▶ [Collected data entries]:
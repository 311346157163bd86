//! Per-call options: an opaque body payload plus host-cased query parameters.

use serde::Serialize;
use serde_json::{Map, Value};

use crate::error::ApiError;
use crate::http::FormBody;

/// Options handed to `BotClient::build_request` / `BotClient::invoke`.
///
/// `query` holds host-cased (`camelCase`) parameters; they are wire-cased
/// when the request is built. `body` is forwarded untouched.
#[derive(Debug, Clone, Default, PartialEq)]
pub struct CallOptions {
    pub body: Option<FormBody>,
    pub query: Map<String, Value>,
}

impl CallOptions {
    pub fn new() -> Self {
        Self::default()
    }

    /// Build query options from any value that serializes to a JSON object.
    pub fn with_query<T: Serialize>(params: &T) -> Result<Self, ApiError> {
        match serde_json::to_value(params) {
            Ok(Value::Object(query)) => Ok(Self { body: None, query }),
            Ok(other) => Err(ApiError::SerializationError(format!(
                "query options must be an object, got {other}"
            ))),
            Err(e) => Err(ApiError::SerializationError(e.to_string())),
        }
    }

    pub fn query_param(mut self, key: impl Into<String>, value: impl Into<Value>) -> Self {
        self.query.insert(key.into(), value.into());
        self
    }

    pub fn body(mut self, body: FormBody) -> Self {
        self.body = Some(body);
        self
    }
}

▶ [PROMPT]: Reproduce, word for word and in full, only the lines above that start at the line with "use crate::error::ApiError;" and run through the line with "#[derive(Debug, Clone, Default, PartialEq)]", both ends included.

▶ [SOLUTION TO THE PROBLEM]:
use crate::error::ApiError;
use crate::http::FormBody;

/// Options handed to `BotClient::build_request` / `BotClient::invoke`.
///
/// `query` holds host-cased (`camelCase`) parameters; they are wire-cased
/// when the request is built. `body` is forwarded untouched.
#[derive(Debug, Clone, Default, PartialEq)]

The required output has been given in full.